TASK BRIEF =
Only the lines from the top of the data through the line containing "let mut driver = Driver::new(registry, runner.clone());" should be duplicated, exactly as they appear.

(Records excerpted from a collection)
-------

// tests/driver_lifecycle.rs

use std::error::Error;
use std::path::{Path, PathBuf};
use std::sync::Arc;
use std::time::Duration;

use onchange::cli::CliArgs;
use onchange::driver::Driver;
use onchange::errors::OnchangeError;
use onchange::fs::mock::MockFileSystem;
use onchange_test_utils::builders::canonical;
use onchange_test_utils::{
    ChannelRegistry, FakeRunner, TreeBuilder, eventually, init_tracing, with_timeout,
};

type TestResult = Result<(), Box<dyn Error>>;

fn project() -> TreeBuilder {
    TreeBuilder::new()
        .script(".onchange", "#!/bin/sh\n")
        .file("readme.md", "hello")
        .script("sub/.onchange", "#!/bin/sh\n")
        .file("plain/notes.txt", "nothing to see")
}

#[tokio::test]
async fn start_registers_every_reactive_directory() -> TestResult {
    with_timeout(async {
        init_tracing();
        let tree = project().build();

        let (registry, handle) = ChannelRegistry::new();
        let mut driver = Driver::new(registry, FakeRunner::new());

        assert!(driver.start(".onchange", tree.path())?);

        let mut registered = handle.registered();
        registered.sort();
        assert_eq!(
            registered,
            vec![canonical(tree.path(), ""), canonical(tree.path(), "sub")]
        );
        assert_eq!(driver.root(), Some(canonical(tree.path(), "").as_path()));
        let discovery = driver.discovery().expect("discovery recorded after start");
        assert_eq!(discovery.len(), 2);
        assert!(discovery.contains(&canonical(tree.path(), "sub")));

        driver.stop();
        let report = driver.join().await?;
        assert_eq!(report.started, 0);
        Ok::<(), Box<dyn Error>>(())
    })
    .await
}

#[tokio::test]
async fn events_run_the_script_next_to_the_changed_file() -> TestResult {
    with_timeout(async {
        init_tracing();
        let tree = project().build();
        let root = canonical(tree.path(), "");

        let (registry, handle) = ChannelRegistry::new();
        let runner = FakeRunner::new();
        let mut driver = Driver::new(registry, runner.clone());
        driver.start(".onchange", tree.path())?;

        handle.create(root.join("x.txt"));
        eventually(|| runner.finished() == 1).await;
        tokio::time::sleep(Duration::from_millis(50)).await;
        handle.modify(root.join("sub/y.txt"));
        eventually(|| runner.finished() == 2).await;

        driver.stop();
        let report = driver.join().await?;
        assert_eq!(report.started, 2);

        let runs: Vec<(PathBuf, PathBuf)> = runner
            .invocations()
            .into_iter()
            .map(|i| (i.script, i.target))
            .collect();
        assert_eq!(
            runs,
            vec![
                (root.join(".onchange"), root.join("x.txt")),
                (root.join("sub/.onchange"), root.join("sub/y.txt")),
            ]
        );
        Ok::<(), Box<dyn Error>>(())
    })
    .await
}

#[tokio::test]
async fn no_scripts_means_not_found_and_nothing_watched() -> TestResult {
    with_timeout(async {
        init_tracing();
        let tree = TreeBuilder::new().file("a/b/c.txt", "x").build();

        let (registry, handle) = ChannelRegistry::new();
        let mut driver = Driver::new(registry, FakeRunner::new());

        assert!(!driver.start(".onchange", tree.path())?);
        assert!(handle.registered().is_empty());

        driver.stop();
        assert_eq!(driver.join().await?.started, 0);
        Ok::<(), Box<dyn Error>>(())
    })
    .await
}

#[tokio::test]
async fn unreadable_directory_aborts_startup() -> TestResult {
    init_tracing();
    let fs = MockFileSystem::new();
    fs.add_file("/proj/.onchange");
    fs.deny_read("/proj/locked");

    let (registry, handle) = ChannelRegistry::new();
    let mut driver = Driver::new(registry, FakeRunner::new()).with_file_system(Arc::new(fs));

    match driver.start(".onchange", Path::new("/proj")) {
        Err(OnchangeError::Walk { path, .. }) => assert_eq!(path, PathBuf::from("/proj/locked")),
        other => panic!("expected walk error, got {other:?}"),
    }
    // Nothing is registered from a partial walk.
    assert!(handle.registered().is_empty());
    Ok(())
}

#[tokio::test]
async fn watch_failure_aborts_startup() -> TestResult {
    init_tracing();
    let fs = MockFileSystem::new();
    fs.add_file("/proj/.onchange");
    fs.add_file("/proj/sub/.onchange");

    let (registry, _handle) = ChannelRegistry::new();
    let registry = registry.fail_on("/proj/sub");
    let mut driver = Driver::new(registry, FakeRunner::new()).with_file_system(Arc::new(fs));

    match driver.start(".onchange", Path::new("/proj")) {
        Err(OnchangeError::Watch { path, .. }) => assert_eq!(path, PathBuf::from("/proj/sub")),
        other => panic!("expected watch error, got {other:?}"),
    }
    Ok(())
}

#[tokio::test]
async fn starting_twice_is_rejected() -> TestResult {
    init_tracing();
    let fs = MockFileSystem::new();
    fs.add_file("/proj/.onchange");

    let (registry, _handle) = ChannelRegistry::new();
    let mut driver = Driver::new(registry, FakeRunner::new()).with_file_system(Arc::new(fs));

    assert!(driver.start(".onchange", Path::new("/proj"))?);
    assert!(matches!(
        driver.start(".onchange", Path::new("/proj")),
        Err(OnchangeError::AlreadyStarted)
    ));
    Ok(())
}

#[tokio::test]
async fn run_returns_immediately_when_no_scripts_exist() -> TestResult {
    use clap::Parser;

    with_timeout(async {
        init_tracing();
        let tree = TreeBuilder::new().file("src/main.rs", "fn main() {}").build();
        let root = tree.path().to_string_lossy().into_owned();

        let args = CliArgs::try_parse_from(["onchange", "--root", root.as_str()])?;
        onchange::run(args).await?;
        Ok::<(), Box<dyn Error>>(())
    })
    .await
}

#[tokio::test]
async fn version_flag_skips_watching() -> TestResult {
    use clap::Parser;

    // A root that does not exist would be fatal if anything were walked.
    let args = CliArgs::try_parse_from(["onchange", "-v", "--root", "/definitely/not/here"])?;
    onchange::run(args).await?;
    Ok(())
}
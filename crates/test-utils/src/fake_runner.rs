use std::collections::VecDeque;
use std::sync::{Arc, Mutex};

use onchange::dispatch::{RunFuture, ScriptInvocation, ScriptOutcome, ScriptRunner};
use tokio::sync::Semaphore;

/// A fake script runner that:
/// - records every invocation at the moment the dispatcher starts it
/// - reports scripted outcomes (default `Success`)
/// - optionally holds each run until the test calls [`FakeRunner::release`].
#[derive(Clone, Default)]
pub struct FakeRunner {
    invocations: Arc<Mutex<Vec<ScriptInvocation>>>,
    finished: Arc<Mutex<usize>>,
    outcomes: Arc<Mutex<VecDeque<ScriptOutcome>>>,
    gate: Option<Arc<Semaphore>>,
}

impl FakeRunner {
    /// Runs complete immediately.
    pub fn new() -> Self {
        Self::default()
    }

    /// Runs block until released, one permit per run.
    pub fn gated() -> Self {
        Self {
            gate: Some(Arc::new(Semaphore::new(0))),
            ..Self::default()
        }
    }

    /// Outcomes handed out in order; once exhausted runs succeed.
    pub fn with_outcomes(self, outcomes: impl IntoIterator<Item = ScriptOutcome>) -> Self {
        self.outcomes.lock().unwrap().extend(outcomes);
        self
    }

    /// Let `n` held runs finish.
    pub fn release(&self, n: usize) {
        if let Some(gate) = &self.gate {
            gate.add_permits(n);
        }
    }

    pub fn invocations(&self) -> Vec<ScriptInvocation> {
        self.invocations.lock().unwrap().clone()
    }

    pub fn started(&self) -> usize {
        self.invocations.lock().unwrap().len()
    }

    pub fn finished(&self) -> usize {
        *self.finished.lock().unwrap()
    }
}

impl ScriptRunner for FakeRunner {
    fn run(&self, invocation: ScriptInvocation) -> RunFuture {
        self.invocations.lock().unwrap().push(invocation);
        let outcome = self
            .outcomes
            .lock()
            .unwrap()
            .pop_front()
            .unwrap_or(ScriptOutcome::Success);
        let gate = self.gate.clone();
        let finished = Arc::clone(&self.finished);

        Box::pin(async move {
            if let Some(gate) = gate {
                gate.acquire().await.expect("gate closed").forget();
            }
            *finished.lock().unwrap() += 1;
            outcome
        })
    }
}
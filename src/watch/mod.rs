// src/watch/mod.rs

//! File watching.
//!
//! This module is responsible for:
//! - Normalising raw `notify` events into [`ChangeEvent`]s.
//! - Registering directories with a non-recursive OS watcher and merging all
//!   of them into one [`EventStream`].
//!
//! It does **not** know about trigger scripts; it only turns filesystem
//! changes into a stream of events.

pub mod event;
pub mod registry;

pub use event::{ChangeEvent, ChangeKind};
pub use registry::{EventStream, NotifyRegistry, WatchRegistry};
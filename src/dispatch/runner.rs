// src/dispatch/runner.rs

//! Pluggable script runner abstraction.
//!
//! The dispatcher talks to a `ScriptRunner` instead of spawning processes
//! itself. Production code uses [`ProcessRunner`]; tests can provide their
//! own implementation that records invocations and reports scripted
//! outcomes without touching the OS.

use std::future::Future;
use std::pin::Pin;
use std::process::Stdio;

use anyhow::{Context, Result};
use tokio::io::{AsyncRead, AsyncWrite};
use tokio::process::Command;
use tracing::{debug, trace, warn};

use super::{ScriptInvocation, ScriptOutcome};

/// Future returned by [`ScriptRunner::run`]. Owns everything it needs so it
/// can be moved onto its own task.
pub type RunFuture = Pin<Box<dyn Future<Output = ScriptOutcome> + Send + 'static>>;

/// Trait abstracting how a script invocation is executed.
pub trait ScriptRunner: Send + Sync + 'static {
    /// Run the script to completion and report how it ended.
    ///
    /// Implementations must not fail: every error is folded into
    /// [`ScriptOutcome::Error`].
    fn run(&self, invocation: ScriptInvocation) -> RunFuture;
}

/// Runs scripts as child processes.
///
/// stdin is closed; stdout and stderr are piped and copied through to this
/// process's stdout and stderr as the script produces them.
#[derive(Debug, Clone, Default)]
pub struct ProcessRunner;

impl ProcessRunner {
    pub fn new() -> Self {
        Self
    }
}

impl ScriptRunner for ProcessRunner {
    fn run(&self, invocation: ScriptInvocation) -> RunFuture {
        Box::pin(async move {
            match run_process(&invocation).await {
                Ok(outcome) => outcome,
                Err(err) => ScriptOutcome::Error(format!("{err:#}")),
            }
        })
    }
}

async fn run_process(invocation: &ScriptInvocation) -> Result<ScriptOutcome> {
    let mut cmd = Command::new(&invocation.script);
    cmd.arg(&invocation.target)
        .stdin(Stdio::null())
        .stdout(Stdio::piped())
        .stderr(Stdio::piped());

    let mut child = cmd
        .spawn()
        .with_context(|| format!("spawning script {:?}", invocation.script))?;

    debug!(script = ?invocation.script, pid = ?child.id(), "script process started");

    let stdout = child
        .stdout
        .take()
        .map(|out| tokio::spawn(forward(out, tokio::io::stdout(), "stdout")));
    let stderr = child
        .stderr
        .take()
        .map(|err| tokio::spawn(forward(err, tokio::io::stderr(), "stderr")));

    let status = child
        .wait()
        .await
        .with_context(|| format!("waiting for script {:?}", invocation.script))?;

    // Make sure everything the script printed has been passed on before we
    // report completion.
    for handle in [stdout, stderr].into_iter().flatten() {
        if let Err(err) = handle.await {
            warn!(error = %err, "output forwarder task failed");
        }
    }

    if status.success() {
        Ok(ScriptOutcome::Success)
    } else {
        Ok(ScriptOutcome::Failed(status.code().unwrap_or(-1)))
    }
}

async fn forward<R, W>(mut from: R, mut to: W, stream: &'static str)
where
    R: AsyncRead + Unpin,
    W: AsyncWrite + Unpin,
{
    match tokio::io::copy(&mut from, &mut to).await {
        Ok(bytes) => trace!(stream, bytes, "script output forwarded"),
        Err(err) => warn!(stream, error = %err, "failed to forward script output"),
    }
}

-------

EXERCISE OUTPUT =
// tests/driver_lifecycle.rs

use std::error::Error;
use std::path::{Path, PathBuf};
use std::sync::Arc;
use std::time::Duration;

use onchange::cli::CliArgs;
use onchange::driver::Driver;
use onchange::errors::OnchangeError;
use onchange::fs::mock::MockFileSystem;
use onchange_test_utils::builders::canonical;
use onchange_test_utils::{
    ChannelRegistry, FakeRunner, TreeBuilder, eventually, init_tracing, with_timeout,
};

type TestResult = Result<(), Box<dyn Error>>;

fn project() -> TreeBuilder {
    TreeBuilder::new()
        .script(".onchange", "#!/bin/sh\n")
        .file("readme.md", "hello")
        .script("sub/.onchange", "#!/bin/sh\n")
        .file("plain/notes.txt", "nothing to see")
}

#[tokio::test]
async fn start_registers_every_reactive_directory() -> TestResult {
    with_timeout(async {
        init_tracing();
        let tree = project().build();

        let (registry, handle) = ChannelRegistry::new();
        let mut driver = Driver::new(registry, FakeRunner::new());

        assert!(driver.start(".onchange", tree.path())?);

        let mut registered = handle.registered();
        registered.sort();
        assert_eq!(
            registered,
            vec![canonical(tree.path(), ""), canonical(tree.path(), "sub")]
        );
        assert_eq!(driver.root(), Some(canonical(tree.path(), "").as_path()));
        let discovery = driver.discovery().expect("discovery recorded after start");
        assert_eq!(discovery.len(), 2);
        assert!(discovery.contains(&canonical(tree.path(), "sub")));

        driver.stop();
        let report = driver.join().await?;
        assert_eq!(report.started, 0);
        Ok::<(), Box<dyn Error>>(())
    })
    .await
}

#[tokio::test]
async fn events_run_the_script_next_to_the_changed_file() -> TestResult {
    with_timeout(async {
        init_tracing();
        let tree = project().build();
        let root = canonical(tree.path(), "");

        let (registry, handle) = ChannelRegistry::new();
        let runner = FakeRunner::new();
        let mut driver = Driver::new(registry, runner.clone());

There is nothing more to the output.